3.1. Cytokine-Based Reprogramming of the Immune Microenvironment

Arming oncolytic herpes simplex virus with interleukin-12 (IL-12) represents one of the most extensively validated strategies for overcoming the profound immunosuppression of the glioblastoma tumor microenvironment. The translational potential of this strategy was confirmed by Jackson et al., who directly compared unarmed and IL-12-armed oHSV in immunocompetent syngeneic mice glioblastoma models and demonstrated that IL-12 expression converts biologically inactive viral therapy into a durable immunotherapy [19]. While unarmed oHSV failed to improve survival, oHSV:IL-12 induced sustained macrophage and T-cell accumulation, expansion of T-cell receptor clonotypes, and long-term survival benefits. Single-cell transcriptomic analyses confirmed profound remodeling of the myeloid compartment, providing molecular evidence that IL-12 is a dominant driver of immune reprogramming rather than a secondary enhancer. In another study, Grimes et al. improved the understanding of how IL-12-armed oHSV shapes durable immune memory, suggesting that long-term tumor control after oHSV-IL12 therapy is critically dependent on CD4⁺ T cells rather than solely on cytotoxic CD8⁺ T cells [20]. oHSV-mediated reprogramming induced MHC class II expression on tumor and myeloid cells, enabling sustained CD4⁺ T-cell activation and the formation of memory populations regulated through an IL6Rα-Bcl-6 axis. This work revealed that IL-12 does not merely amplify immune responses but rewires antigen presentation and T-cell differentiation programs, indicating that CD4⁺ T-cell-centered memory circuit may be essential for durable tumor surveillance.

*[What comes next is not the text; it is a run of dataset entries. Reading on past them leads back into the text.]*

// ABOUTME: Shared SSE (Server-Sent Events) line-buffering parser for model streaming replies
// ABOUTME: Handles partial lines across TCP boundaries and multiple events per chunk
//
// SPDX-License-Identifier: MIT OR Apache-2.0
// Copyright (c) 2025 Gutcheck

//! # SSE Stream Parser
//!
//! A line-buffering parser for the Server-Sent Events framing used by
//! OpenAI-compatible streaming endpoints. Solves two correctness issues:
//!
//! 1. **Multiple events per TCP chunk**: when network buffers batch several
//!    SSE events into a single `bytes_stream()` chunk, all events are emitted
//!    (not just the first).
//!
//! 2. **Partial JSON across TCP boundaries**: when a JSON payload is split
//!    across two TCP chunks, the line buffer accumulates partial data until a
//!    complete line arrives.
//!
//! The `parse_data` closure supplied to [`create_delta_stream`] converts raw
//! JSON strings into deltas; the SSE framing (line buffering, `data:` prefix
//! stripping, `[DONE]` detection) is handled once here.

use std::collections::VecDeque;
use std::mem;
use std::pin::Pin;

use bytes::Bytes;
use futures_util::stream::unfold;
use futures_util::{Stream, StreamExt};
use tracing::warn;

use super::{ModelStream, StreamDelta};

/// A parsed SSE event from the stream
#[derive(Debug, Clone, PartialEq, Eq)]
pub enum SseEvent {
    /// A `data:` payload with the JSON string (prefix stripped)
    Data(String),
    /// The `[DONE]` termination signal
    Done,
}

/// Line-buffering SSE parser that handles partial lines across TCP chunk boundaries
///
/// SSE streams are newline-delimited. TCP does not guarantee alignment between
/// network chunks and SSE event boundaries. This parser buffers incomplete
/// lines and emits complete events only when a full line (terminated by `\n`)
/// is available.
#[derive(Debug, Default)]
pub struct SseLineBuffer {
    /// Accumulated bytes not yet terminated by a newline
    buffer: String,
}

impl SseLineBuffer {
    /// Create a new empty line buffer
    #[must_use]
    pub fn new() -> Self {
        Self::default()
    }

    /// Feed raw bytes from a TCP chunk, returning any complete SSE events
    ///
    /// Complete lines are extracted and parsed; any trailing partial line
    /// remains buffered for the next `feed()` call.
    pub fn feed(&mut self, bytes: &[u8]) -> Vec<SseEvent> {
        let text = String::from_utf8_lossy(bytes);
        self.buffer.push_str(&text);

        let mut events = Vec::new();

        while let Some(newline_pos) = self.buffer.find('\n') {
            let line = self.buffer[..newline_pos].trim_end_matches('\r').to_owned();
            self.buffer = self.buffer[newline_pos + 1..].to_owned();

            if let Some(event) = Self::parse_line(&line) {
                events.push(event);
            }
        }

        events
    }

    /// Flush any remaining buffered content as a final event
    ///
    /// Called when the byte stream ends with a partial line still buffered
    /// (no trailing newline).
    pub fn flush(&mut self) -> Vec<SseEvent> {
        let remaining = mem::take(&mut self.buffer);
        Self::parse_line(&remaining).into_iter().collect()
    }

    fn parse_line(line: &str) -> Option<SseEvent> {
        let trimmed = line.trim();

        // Empty lines are SSE event separators
        if trimmed.is_empty() {
            return None;
        }

        if trimmed == "data: [DONE]" {
            return Some(SseEvent::Done);
        }

        if let Some(data) = trimmed.strip_prefix("data: ") {
            if !data.trim().is_empty() {
                return Some(SseEvent::Data(data.to_owned()));
            }
        }

        // Non-data SSE fields (event:, id:, retry:, comments) are ignored
        None
    }
}

/// Internal state for the SSE stream unfold
struct SseStreamState {
    parser: SseLineBuffer,
    pending: VecDeque<StreamDelta>,
    stream_ended: bool,
}

/// Create a properly-buffered delta stream from a raw byte stream
///
/// Wraps a `reqwest` byte stream with SSE line buffering. The `parse_data`
/// closure converts endpoint JSON strings into deltas; return `None` to skip
/// events that carry no text. Read errors are logged and end the stream: the
/// gateway contract has no mid-stream error channel, whatever arrived so far
/// is the reply.
pub fn create_delta_stream<S, F>(byte_stream: S, parse_data: F) -> ModelStream
where
    S: Stream<Item = Result<Bytes, reqwest::Error>> + Send + 'static,
    F: Fn(&str) -> Option<StreamDelta> + Send + 'static,
{
    let state = SseStreamState {
        parser: SseLineBuffer::new(),
        pending: VecDeque::new(),
        stream_ended: false,
    };

    // Unfold maintains parser state across async iterations. Each iteration
    // either drains a pending delta or reads the next TCP chunk.
    let stream = unfold(
        (
            Box::pin(byte_stream)
                as Pin<Box<dyn Stream<Item = Result<Bytes, reqwest::Error>> + Send>>,
            state,
            parse_data,
        ),
        |(mut byte_stream, mut state, parse_data)| async move {
            loop {
                // Drain pending deltas first (multiple SSE events per TCP chunk)
                if let Some(delta) = state.pending.pop_front() {
                    return Some((delta, (byte_stream, state, parse_data)));
                }

                if state.stream_ended {
                    return None;
                }

                match byte_stream.next().await {
                    Some(Ok(bytes)) => {
                        for event in state.parser.feed(&bytes) {
                            match event {
                                SseEvent::Data(json_str) => {
                                    if let Some(delta) = parse_data(&json_str) {
                                        state.pending.push_back(delta);
                                    }
                                }
                                SseEvent::Done => {
                                    state.stream_ended = true;
                                }
                            }
                        }
                        // Loop to drain pending deltas
                    }
                    Some(Err(e)) => {
                        warn!("Model stream read error, ending stream: {e}");
                        state.stream_ended = true;
                    }
                    None => {
                        // Byte stream ended without [DONE]; flush the buffer
                        state.stream_ended = true;
                        for event in state.parser.flush() {
                            if let SseEvent::Data(json_str) = event {
                                if let Some(delta) = parse_data(&json_str) {
                                    state.pending.push_back(delta);
                                }
                            }
                        }
                    }
                }
            }
        },
    );

    Box::pin(stream)
}

#[cfg(test)]
mod tests {
    use super::*;

    #[test]
    fn test_single_complete_event() {
        let mut buffer = SseLineBuffer::new();
        let events = buffer.feed(b"data: {\"x\":1}\n\n");
        assert_eq!(events, vec![SseEvent::Data("{\"x\":1}".to_owned())]);
    }

    #[test]
    fn test_multiple_events_per_chunk() {
        let mut buffer = SseLineBuffer::new();
        let events = buffer.feed(b"data: {\"a\":1}\n\ndata: {\"b\":2}\n\ndata: [DONE]\n\n");
        assert_eq!(
            events,
            vec![
                SseEvent::Data("{\"a\":1}".to_owned()),
                SseEvent::Data("{\"b\":2}".to_owned()),
                SseEvent::Done,
            ]
        );
    }

    #[test]
    fn test_partial_line_across_chunks() {
        let mut buffer = SseLineBuffer::new();
        assert!(buffer.feed(b"data: {\"content\":\"hel").is_empty());
        let events = buffer.feed(b"lo\"}\n");
        assert_eq!(
            events,
            vec![SseEvent::Data("{\"content\":\"hello\"}".to_owned())]
        );
    }

    #[test]
    fn test_crlf_line_endings() {
        let mut buffer = SseLineBuffer::new();
        let events = buffer.feed(b"data: {\"x\":1}\r\n\r\n");
        assert_eq!(events, vec![SseEvent::Data("{\"x\":1}".to_owned())]);
    }

    #[test]
    fn test_non_data_fields_ignored() {
        let mut buffer = SseLineBuffer::new();
        let events = buffer.feed(b"event: message\nid: 7\nretry: 100\n: comment\ndata: {}\n");
        assert_eq!(events, vec![SseEvent::Data("{}".to_owned())]);
    }

    #[test]
    fn test_flush_emits_trailing_partial_line() {
        let mut buffer = SseLineBuffer::new();
        assert!(buffer.feed(b"data: {\"x\":1}").is_empty());
        let events = buffer.flush();
        assert_eq!(events, vec![SseEvent::Data("{\"x\":1}".to_owned())]);
        assert!(buffer.flush().is_empty());
    }

    #[tokio::test]
    async fn test_delta_stream_stops_at_done() {
        let chunks: Vec<Result<Bytes, reqwest::Error>> = vec![
            Ok(Bytes::from_static(b"data: one\n")),
            Ok(Bytes::from_static(b"data: [DONE]\n")),
            Ok(Bytes::from_static(b"data: two\n")),
        ];
        let stream = create_delta_stream(tokio_stream::iter(chunks), |data| {
            Some(StreamDelta {
                content: data.to_owned(),
                reasoning: String::new(),
            })
        });
        let collected: Vec<StreamDelta> = stream.collect().await;
        assert_eq!(collected.len(), 1);
        assert_eq!(collected[0].content, "one");
    }

    #[tokio::test]
    async fn test_delta_stream_skips_none() {
        let chunks: Vec<Result<Bytes, reqwest::Error>> = vec![
            Ok(Bytes::from_static(b"data: keep\ndata: skip\ndata: keep\n")),
        ];
        let stream = create_delta_stream(tokio_stream::iter(chunks), |data| {
            (data != "skip").then(|| StreamDelta {
                content: data.to_owned(),
                reasoning: String::new(),
            })
        });
        let collected: Vec<StreamDelta> = stream.collect().await;
        assert_eq!(collected.len(), 2);
    }
}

A series of human and murine glioblastoma stem-like cell models showed that combining IL-12-armed oHSV with the VEGFR (Vascular Endothelial Growth Factor Receptor) inhibitor axitinib produced superior antitumor efficacy compared with either monotherapy [21]. This effect reflected dual targeting of tumor vasculature and immune suppression, with reduced vascular density, increased macrophage infiltration, and extensive necrosis in human xenografts, while therapeutic benefit in syngeneic models was strictly dependent on an intact adaptive immune system. These findings reinforced the concept that IL-12-mediated immune activation is necessary but not always sufficient, and that full microenvironmental reprogramming may require concurrent disruption of stromal and vascular support. Further investigations suggested that the triple combination of IL-12-armed oHSV with anti-PD-1 and anti-CTLA-4 therapies eradicated tumors in the majority of treated glioblastoma mice [22]. Therapeutic cure was accompanied by a pronounced influx of macrophages and their polarization toward an M1-like, proinflammatory phenotype, together with a marked increase in the effector T cell to regulatory T cell ratio. Functional depletion experiments confirmed that macrophages were not merely bystanders but essential mediators of synergy, operating in concert with CD4⁺ and CD8⁺ T cells to sustain tumor eradication.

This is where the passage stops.